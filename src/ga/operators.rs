//! Generational operators: two-point crossover, per-locus mutation with an
//! adaptive rate controller, and elitist replacement.
//!
//! # Crossover
//!
//! - [`Crosspoints`]: how the exchange interval `[p1, p2)` is drawn
//! - [`two_point_crossover`]: swap the interval between two parents
//! - [`crossover`]: pairwise crossover over a whole mating pool
//!
//! # Mutation
//!
//! - [`mutate`]: flip each locus with probability `rate`
//! - [`MutationControl`]: best/mean feedback on the rate
//!
//! # Replacement
//!
//! - [`replace_worst`]: the previous best replaces the worst offspring
//!
//! # References
//!
//! - Goldberg (1989), *Genetic Algorithms in Search, Optimization, and Machine Learning*
//! - Eiben, Hinterding & Michalewicz (1999), "Parameter Control in Evolutionary Algorithms"

use super::chromosome::{Chromosome, Population};
use super::types::{GaProblem, Gene};
use rand::Rng;

// ============================================================================
// Crossover
// ============================================================================

/// How the two crossover points are drawn for a chromosome of length `n`.
///
/// Both disciplines return `p1 <= p2` within `[0, n]`.
#[derive(Debug, Clone, Copy, PartialEq, Eq, Default)]
#[cfg_attr(feature = "serde", derive(serde::Serialize, serde::Deserialize))]
pub enum Crosspoints {
    /// `p1 ~ U[0, n]`, then `p2 ~ U[p1, n]`.
    ///
    /// Short intervals near the end of the chromosome are more likely than
    /// under [`DistinctPoints`](Self::DistinctPoints), and `p1 == p2`
    /// (no exchange) is possible.
    OrderedInterval,

    /// Two distinct points drawn independently from `U[0, n]` (redrawn on
    /// collision), then sorted.
    #[default]
    DistinctPoints,
}

impl Crosspoints {
    /// Draws `(p1, p2)` with `p1 <= p2 <= n`.
    ///
    /// For `n == 0` there is a single point and `(0, 0)` is returned.
    pub fn draw<R: Rng>(&self, n: usize, rng: &mut R) -> (usize, usize) {
        match self {
            Crosspoints::OrderedInterval => {
                let p1 = rng.random_range(0..=n);
                let p2 = rng.random_range(p1..=n);
                (p1, p2)
            }
            Crosspoints::DistinctPoints => {
                if n == 0 {
                    return (0, 0);
                }
                loop {
                    let a = rng.random_range(0..=n);
                    let b = rng.random_range(0..=n);
                    if a != b {
                        return (a.min(b), a.max(b));
                    }
                }
            }
        }
    }
}

/// Two-point crossover with fixed crosspoints.
///
/// Loci in `[p1, p2)` are exchanged between the children; all other loci
/// keep their own parent's gene.
///
/// ```text
///                        p1            p2
///    Parent 1: X1 ... Xi | Xi+1 ... Xj | Xj+1 ... Xn
///    Parent 2: Y1 ... Yi | Yi+1 ... Yj | Yj+1 ... Yn
///
///     Child 1: X1 ... Xi | Yi+1 ... Yj | Xj+1 ... Xn
///     Child 2: Y1 ... Yi | Xi+1 ... Xj | Yj+1 ... Yn
/// ```
///
/// # Panics
/// Panics if the parents differ in length or `p1 > p2` or `p2 > len`.
pub fn two_point_crossover(
    parent1: &[Gene],
    parent2: &[Gene],
    p1: usize,
    p2: usize,
) -> (Vec<Gene>, Vec<Gene>) {
    let n = parent1.len();
    assert_eq!(n, parent2.len(), "parents must have equal length");
    assert!(p1 <= p2 && p2 <= n, "invalid crosspoints ({p1}, {p2}) for length {n}");

    let mut child1 = Vec::with_capacity(n);
    let mut child2 = Vec::with_capacity(n);
    child1.extend_from_slice(&parent1[..p1]);
    child1.extend_from_slice(&parent2[p1..p2]);
    child1.extend_from_slice(&parent1[p2..]);
    child2.extend_from_slice(&parent2[..p1]);
    child2.extend_from_slice(&parent1[p1..p2]);
    child2.extend_from_slice(&parent2[p2..]);
    (child1, child2)
}

/// Pairwise two-point crossover over a mating pool.
///
/// Parents `(0, 1)`, `(2, 3)`, … each produce two children, so the
/// offspring population has the same size as the pool.
///
/// # Panics
/// Panics if `parents` is empty or has odd length.
pub fn crossover<R: Rng>(
    parents: &[Chromosome],
    crosspoints: Crosspoints,
    rng: &mut R,
) -> Population {
    assert!(
        !parents.is_empty() && parents.len() % 2 == 0,
        "crossover needs a non-empty, even mating pool, got {}",
        parents.len()
    );

    let mut offspring = Vec::with_capacity(parents.len());
    for pair in parents.chunks_exact(2) {
        let (p1, p2) = crosspoints.draw(pair[0].len(), rng);
        let (c1, c2) = two_point_crossover(pair[0].genes(), pair[1].genes(), p1, p2);
        offspring.push(Chromosome::new(c1));
        offspring.push(Chromosome::new(c2));
    }
    Population::new(offspring)
}

// ============================================================================
// Mutation
// ============================================================================

/// Mutates every locus of every offspring independently with probability
/// `rate`, through [`GaProblem::mutate_gene`].
///
/// A rate above 1 mutates every locus; a rate of 0 or below mutates none.
pub fn mutate<P: GaProblem, R: Rng>(
    offspring: &mut Population,
    problem: &P,
    rate: f64,
    rng: &mut R,
) {
    for c in offspring.members_mut() {
        for locus in 0..c.len() {
            if rng.random::<f64>() < rate {
                problem.mutate_gene(c, locus);
            }
        }
    }
}

/// Best/mean ratio below which the population counts as insufficiently
/// converged and the mutation rate grows.
pub const ADAPTIVE_RATIO_THRESHOLD: f64 = 1.02;

/// Multiplier applied when the ratio is below the threshold.
pub const ADAPTIVE_INCREASE: f64 = 1.1;

/// Multiplier applied otherwise.
pub const ADAPTIVE_DECREASE: f64 = 0.9;

/// The run's mutation rate and its optional feedback controller.
///
/// ```
/// use u_bitga::ga::MutationControl;
///
/// let mut m = MutationControl::new(0.1, true);
/// m.adapt(10.1, 10.0); // ratio 1.01 < 1.02
/// assert!((m.rate() - 0.11).abs() < 1e-12);
/// m.adapt(11.0, 10.0); // ratio 1.1
/// assert!((m.rate() - 0.099).abs() < 1e-12);
/// ```
#[derive(Debug, Clone, Copy, PartialEq)]
pub struct MutationControl {
    rate: f64,
    adaptive: bool,
    bounds: Option<(f64, f64)>,
}

impl MutationControl {
    /// A controller starting at `rate`. When `adaptive` is false,
    /// [`adapt`](Self::adapt) leaves the rate untouched.
    pub fn new(rate: f64, adaptive: bool) -> Self {
        Self {
            rate,
            adaptive,
            bounds: None,
        }
    }

    /// Clamps every adapted rate to `[min, max]`.
    pub fn with_bounds(mut self, min: f64, max: f64) -> Self {
        self.bounds = Some((min, max));
        self
    }

    /// Current per-locus mutation probability.
    pub fn rate(&self) -> f64 {
        self.rate
    }

    /// Whether the feedback rule is active.
    pub fn is_adaptive(&self) -> bool {
        self.adaptive
    }

    /// Applies the feedback rule for one generation.
    ///
    /// `best / mean < 1.02` multiplies the rate by 1.1, anything else
    /// (including a NaN ratio from a zero mean) by 0.9. Without bounds the
    /// rate is not clamped.
    pub fn adapt(&mut self, best: f64, mean: f64) {
        if !self.adaptive {
            return;
        }
        if best / mean < ADAPTIVE_RATIO_THRESHOLD {
            self.rate *= ADAPTIVE_INCREASE;
        } else {
            self.rate *= ADAPTIVE_DECREASE;
        }
        if let Some((min, max)) = self.bounds {
            self.rate = self.rate.clamp(min, max);
        }
    }
}

// ============================================================================
// Replacement
// ============================================================================

/// Elitist replacement.
///
/// If the worst offspring is strictly less fit than `previous_best`, it is
/// removed and a copy of `previous_best` is appended. Returns whether the
/// replacement happened. The population size never changes.
///
/// # Panics
/// Panics if `offspring` is empty.
pub fn replace_worst<P: GaProblem>(
    offspring: &mut Population,
    previous_best: &mut Chromosome,
    problem: &P,
) -> bool {
    let (worst_index, worst_fitness) = offspring.worst(problem);
    if worst_fitness < previous_best.fitness(problem) {
        offspring.remove(worst_index);
        offspring.push(previous_best.clone());
        true
    } else {
        false
    }
}

// ============================================================================
// Tests
// ============================================================================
------------------------------------------------------------------------
**Try it:**
Count every line in the preceding entries where the string "rule" appears, then state only the total.

**Your response:**
2